***** Recorded information

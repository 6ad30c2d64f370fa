//! Core types shared by the evaluator and the reporter.

use std::fmt;

use crate::error::ParameterError;

/// Physical parameters of an electrostatic deflector.
///
/// Construct through [`DeflectorParameters::new`], which guarantees a
/// strictly positive radius and finite values everywhere.
#[derive(Debug, Clone, Copy, PartialEq)]
pub struct DeflectorParameters {
    radius: f64,
    angle_degrees: f64,
    n1: f64,
    n2: f64,
}

impl DeflectorParameters {
    /// Validate and bundle the four deflector parameters.
    ///
    /// # Arguments
    /// * `radius` - Reference orbit radius in metres.
    /// * `angle_degrees` - Central angle spanned by the deflector in degrees.
    /// * `n1` - First order field inhomogeneity coefficient.
    /// * `n2` - Second order field inhomogeneity coefficient.
    pub fn new(radius: f64, angle_degrees: f64, n1: f64, n2: f64) -> Result<Self, ParameterError> {
        for (name, value) in [
            ("radius", radius),
            ("angle_degrees", angle_degrees),
            ("n1", n1),
            ("n2", n2),
        ] {
            if !value.is_finite() {
                return Err(ParameterError::NonFinite { name, value });
            }
        }
        if radius <= 0.0 {
            return Err(ParameterError::NonPositiveRadius(radius));
        }
        Ok(Self { radius, angle_degrees, n1, n2 })
    }

    pub fn radius(&self) -> f64 {
        self.radius
    }

    pub fn angle_degrees(&self) -> f64 {
        self.angle_degrees
    }

    pub fn n1(&self) -> f64 {
        self.n1
    }

    pub fn n2(&self) -> f64 {
        self.n2
    }

    /// Arc length of the reference orbit through the deflector (m).
    pub fn arc_length(&self) -> f64 {
        self.radius * (std::f64::consts::PI / 180.0) * self.angle_degrees
    }

    /// Curvature of the reference orbit (1/m).
    pub fn curvature(&self) -> f64 {
        1.0 / self.radius
    }
}

/// Output phase-space coordinate whose expansion is being reported.
#[derive(Debug, Clone, Copy, PartialEq, Eq, Hash)]
pub enum Row {
    /// Horizontal position x.
    X,
    /// Horizontal angle a.
    A,
}

impl Row {
    /// Both rows, in report order.
    pub const ALL: [Row; 2] = [Row::X, Row::A];

    /// 1-based index of the coordinate in the x-a plane.
    pub fn index(self) -> usize {
        match self {
            Row::X => 1,
            Row::A => 2,
        }
    }

    /// Heading used for this row in the printed report.
    pub fn label(self) -> &'static str {
        match self {
            Row::X => "(x|...)",
            Row::A => "(a|...)",
        }
    }
}

impl fmt::Display for Row {
    fn fmt(&self, f: &mut fmt::Formatter<'_>) -> fmt::Result {
        f.write_str(self.label())
    }
}

/// A monomial of initial coordinates with a tabulated coefficient.
///
/// The variant name spells the monomial: `XA` is x·a, `AA` is a².
#[derive(Debug, Clone, Copy, PartialEq, Eq, Hash)]
pub enum Term {
    X,
    A,
    XX,
    XA,
    AA,
}

impl Term {
    /// Every term, in enumeration order.
    pub const ALL: [Term; 5] = [Term::X, Term::A, Term::XX, Term::XA, Term::AA];

    /// Look up the term with the given (x, a) exponents.
    ///
    /// Returns `None` for any tuple that is not exactly two exponents of
    /// total order one or two.
    pub fn from_exponents(exponents: &[usize]) -> Option<Term> {
        match exponents {
            [1, 0] => Some(Term::X),
            [0, 1] => Some(Term::A),
            [2, 0] => Some(Term::XX),
            [1, 1] => Some(Term::XA),
            [0, 2] => Some(Term::AA),
            _ => None,
        }
    }

    /// Exponents of (x, a) in this monomial.
    pub fn exponents(self) -> [usize; 2] {
        match self {
            Term::X => [1, 0],
            Term::A => [0, 1],
            Term::XX => [2, 0],
            Term::XA => [1, 1],
            Term::AA => [0, 2],
        }
    }

    pub fn order(self) -> usize {
        self.exponents().iter().sum()
    }
}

**********

## The task
A complete, exact transcription of the data above is the required answer.

## Answer space
repository 6ad30c2d64f370fa
//! Core types shared by the evaluator and the reporter.

use std::fmt;

use crate::error::ParameterError;

/// Physical parameters of an electrostatic deflector.
///
/// Construct through [`DeflectorParameters::new`], which guarantees a
/// strictly positive radius and finite values everywhere.
#[derive(Debug, Clone, Copy, PartialEq)]
pub struct DeflectorParameters {
    radius: f64,
    angle_degrees: f64,
    n1: f64,
    n2: f64,
}

impl DeflectorParameters {
    /// Validate and bundle the four deflector parameters.
    ///
    /// # Arguments
    /// * `radius` - Reference orbit radius in metres.
    /// * `angle_degrees` - Central angle spanned by the deflector in degrees.
    /// * `n1` - First order field inhomogeneity coefficient.
    /// * `n2` - Second order field inhomogeneity coefficient.
    pub fn new(radius: f64, angle_degrees: f64, n1: f64, n2: f64) -> Result<Self, ParameterError> {
        for (name, value) in [
            ("radius", radius),
            ("angle_degrees", angle_degrees),
            ("n1", n1),
            ("n2", n2),
        ] {
            if !value.is_finite() {
                return Err(ParameterError::NonFinite { name, value });
            }
        }
        if radius <= 0.0 {
            return Err(ParameterError::NonPositiveRadius(radius));
        }
        Ok(Self { radius, angle_degrees, n1, n2 })
    }

    pub fn radius(&self) -> f64 {
        self.radius
    }

    pub fn angle_degrees(&self) -> f64 {
        self.angle_degrees
    }

    pub fn n1(&self) -> f64 {
        self.n1
    }

    pub fn n2(&self) -> f64 {
        self.n2
    }

    /// Arc length of the reference orbit through the deflector (m).
    pub fn arc_length(&self) -> f64 {
        self.radius * (std::f64::consts::PI / 180.0) * self.angle_degrees
    }

    /// Curvature of the reference orbit (1/m).
    pub fn curvature(&self) -> f64 {
        1.0 / self.radius
    }
}

/// Output phase-space coordinate whose expansion is being reported.
#[derive(Debug, Clone, Copy, PartialEq, Eq, Hash)]
pub enum Row {
    /// Horizontal position x.
    X,
    /// Horizontal angle a.
    A,
}

impl Row {
    /// Both rows, in report order.
    pub const ALL: [Row; 2] = [Row::X, Row::A];

    /// 1-based index of the coordinate in the x-a plane.
    pub fn index(self) -> usize {
        match self {
            Row::X => 1,
            Row::A => 2,
        }
    }

    /// Heading used for this row in the printed report.
    pub fn label(self) -> &'static str {
        match self {
            Row::X => "(x|...)",
            Row::A => "(a|...)",
        }
    }
}

impl fmt::Display for Row {
    fn fmt(&self, f: &mut fmt::Formatter<'_>) -> fmt::Result {
        f.write_str(self.label())
    }
}

/// A monomial of initial coordinates with a tabulated coefficient.
///
/// The variant name spells the monomial: `XA` is x·a, `AA` is a².
#[derive(Debug, Clone, Copy, PartialEq, Eq, Hash)]
pub enum Term {
    X,
    A,
    XX,
    XA,
    AA,
}

impl Term {
    /// Every term, in enumeration order.
    pub const ALL: [Term; 5] = [Term::X, Term::A, Term::XX, Term::XA, Term::AA];

    /// Look up the term with the given (x, a) exponents.
    ///
    /// Returns `None` for any tuple that is not exactly two exponents of
    /// total order one or two.
    pub fn from_exponents(exponents: &[usize]) -> Option<Term> {
        match exponents {
            [1, 0] => Some(Term::X),
            [0, 1] => Some(Term::A),
            [2, 0] => Some(Term::XX),
            [1, 1] => Some(Term::XA),
            [0, 2] => Some(Term::AA),
            _ => None,
        }
    }

    /// Exponents of (x, a) in this monomial.
    pub fn exponents(self) -> [usize; 2] {
        match self {
            Term::X => [1, 0],
            Term::A => [0, 1],
            Term::XX => [2, 0],
            Term::XA => [1, 1],
            Term::AA => [0, 2],
        }
    }

    pub fn order(self) -> usize {
        self.exponents().iter().sum()
    }
}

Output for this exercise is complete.